Ok then.....      I'll try it, and reboot.....


----------



## RedPhoenix (Aug 20, 2017)

Trihexagonal said:


> Sorry, but no. Only that I have both
> 
> 
> ```
> ...


STILL nothing.....      Dang.......


----------



## RedPhoenix (Aug 20, 2017)

Trihexagonal said:


> Sorry, but no. Only that I have both
> 
> 
> ```
> ...


Hey there, good sir or maddam!.....      I had some Disk Space issues, and Ubuntu got messed up, so, on THIS Laptop, I'm going full-time FreeBSD!.....     Anywho, as a result or reinstalling FreeBSD, the Sound Card is recognized!.....   ^^   YAY!!.....      But now I have another problem.....   I can't play any Audio Files, be it OGG, MP3, WAV, etc......      Am I missing any Codecs to get these to work.....?      Some Audio Players I've installed: mpg123, VLC, SoX, and Clementine.....   :3   Thanks for any help, good sir!.....   :3


----------



## ShelLuser (Aug 20, 2017)

RedPhoenix said:


> The "Atom/Celeron/Pentium Processor x5-E8000/J3xxx/N3xxx Series High Definition Audio Controller" is listed by pciconf, so I KNOW FreeBSD can use it (most likely).      Also, here's the content of my /boot/loader.conf File:   <code>


What do you get to see when you try: `cat /dev/sndstat`?



RedPhoenix said:


> # load sound driver
> snd_hda_load="YES"
> # load mixer
> mixer_enable="YES"
> sound_load="YES"


I would remove all of these for now (comment them out), reboot (or use kldunload(8), then try to use `# kldload snd_driver`.

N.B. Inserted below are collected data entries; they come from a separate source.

//! Attribution engine
//!
//! Exact SHAP values over the fitted forest, plus the dataset-level
//! summaries built from them: mean-absolute importance, dependence
//! samples, partial dependence sweeps and seeded row samples.

mod tree_shap;

pub use tree_shap::TreeExplainer;

use crate::error::{Result, RiskError};
use crate::model::RandomForest;
use ndarray::{Array1, Array2, Axis};
use rand::SeedableRng;
use rand_chacha::ChaCha8Rng;

/// Align a raw contribution vector with the feature columns.
///
/// Some explainer outputs interleave per-class contributions, doubling
/// the array; in that layout the positive-class values sit at the even
/// offsets. Anything else that disagrees with the column count is a
/// hard error carrying both sides for diagnosis.
pub fn normalize_contributions(raw: &[f64], columns: &[String]) -> Result<Vec<f64>> {
    if raw.len() == columns.len() {
        return Ok(raw.to_vec());
    }
    if raw.len() == 2 * columns.len() {
        return Ok(raw.iter().step_by(2).copied().collect());
    }
    Err(RiskError::AttributionShapeMismatch {
        contributions_len: raw.len(),
        column_count: columns.len(),
        columns: columns.to_vec(),
        contributions: raw.to_vec(),
    })
}

/// Mean absolute contribution per column over a batch.
pub fn mean_abs_by_column(shap: &Array2<f64>) -> Array1<f64> {
    shap.map_axis(Axis(0), |col| {
        col.iter().map(|v| v.abs()).sum::<f64>() / col.len().max(1) as f64
    })
}

/// Column names ranked by mean absolute contribution, highest first.
pub fn rank_columns(importance: &Array1<f64>, columns: &[String], top_n: usize) -> Vec<(String, f64)> {
    let mut order: Vec<usize> = (0..importance.len()).collect();
    order.sort_by(|&a, &b| {
        importance[b]
            .partial_cmp(&importance[a])
            .unwrap_or(std::cmp::Ordering::Equal)
    });
    order
        .into_iter()
        .take(top_n)
        .map(|i| (columns[i].clone(), importance[i]))
        .collect()
}

/// Paired (feature value, contribution) samples for one column, taken
/// from the first `cap` rows.
pub fn dependence_samples(
    x: &Array2<f64>,
    shap: &Array2<f64>,
    column: usize,
    cap: usize,
) -> Vec<(f64, f64)> {
    let n = x.nrows().min(cap);
    (0..n).map(|i| (x[[i, column]], shap[[i, column]])).collect()
}

/// Partial dependence of the forest probability on one column.
///
/// Sweeps the column over `n_steps` equally spaced values spanning its
/// observed range, overwriting it across all rows and averaging the
/// forest's probability at each step.
pub fn partial_dependence(
    forest: &RandomForest,
    x: &Array2<f64>,
    column: usize,
    n_steps: usize,
) -> Result<Vec<(f64, f64)>> {
    if x.nrows() == 0 || n_steps == 0 {
        return Ok(Vec::new());
    }

    let values = x.column(column);
    let min = values.iter().copied().fold(f64::INFINITY, f64::min);
    let max = values.iter().copied().fold(f64::NEG_INFINITY, f64::max);

    let mut curve = Vec::with_capacity(n_steps);
    let mut grid = x.to_owned();
    for step in 0..n_steps {
        let value = if n_steps == 1 {
            min
        } else {
            min + (max - min) * step as f64 / (n_steps - 1) as f64
        };
        grid.column_mut(column).fill(value);
        let mean = forest.predict_proba(&grid)?.mean().unwrap_or(0.0);
        curve.push((value, mean));
    }
    Ok(curve)
}

/// Draw up to `cap` distinct row indices under the seed.
pub fn sample_rows(n_rows: usize, cap: usize, seed: u64) -> Vec<usize> {
    let mut rng = ChaCha8Rng::seed_from_u64(seed);
    let amount = cap.min(n_rows);
    let mut indices = rand::seq::index::sample(&mut rng, n_rows, amount).into_vec();
    indices.sort_unstable();
    indices
}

What this does is basically load all the available drivers to see if any of them reacts. You can test this by checking your console or using dmesg for kernel messages. Of course, another easy option is to simply run mixer or check if you have a /dev/mixer0 device available.

Also note that the FreeBSD handbook also covers this, check chapter 7.2.


----------



## Deleted member 30996 (Aug 20, 2017)

RedPhoenix said:


> Hey there, good sir or maddam!.....



That would be sir, but you can call me Trihexagonal. 




RedPhoenix said:


> Am I missing any Codecs to get these to work.....?      Some Audio Players I've installed: mpg123, VLC, SoX, and Clementine.....   :3   Thanks for any help, good sir!.....   :3



Surely not. I don't do anything special to listen to music other than add the 2 lines of code I referenced in /etc/rc.conf. I don't add anything to /boot/loader.conf as far as music goes.

All I do is build multimedia/xmms, load my .ogg or .mp3 files and hit play. multimedia/vlc will play music files, too, and I'm using it now.

I've got 4 laptops running FreeBSD and don't have a problem with any of them playing music.


----------



## Minbari (Aug 20, 2017)

First load the driver: kdload snd_hda then add to /boot/loader.conf: sound_load="YES" and "snd_driver_load="YES", and in /etc/rc.conf add: mixer_enable="YES". Then check if the sound devices are identified : cat /dev/sndstat after chose the right one and add it to /etc/sysctl.conf: eg. hw.snd.default_unit=1.


----------



## ShelLuser (Aug 20, 2017)

Minbari said:


> First load the driver: kdload snd_hda then add to /boot/loader.conf: sound_enable="YES" and "snd_driver_load="YES", and in /etc/rc.conf add: mixer_enable="YES". Then check if the sound devices are identified : cat /dev/sndstat after chose the right one and add it to /etc/sysctl.conf: eg. hw.snd.default_unit=1.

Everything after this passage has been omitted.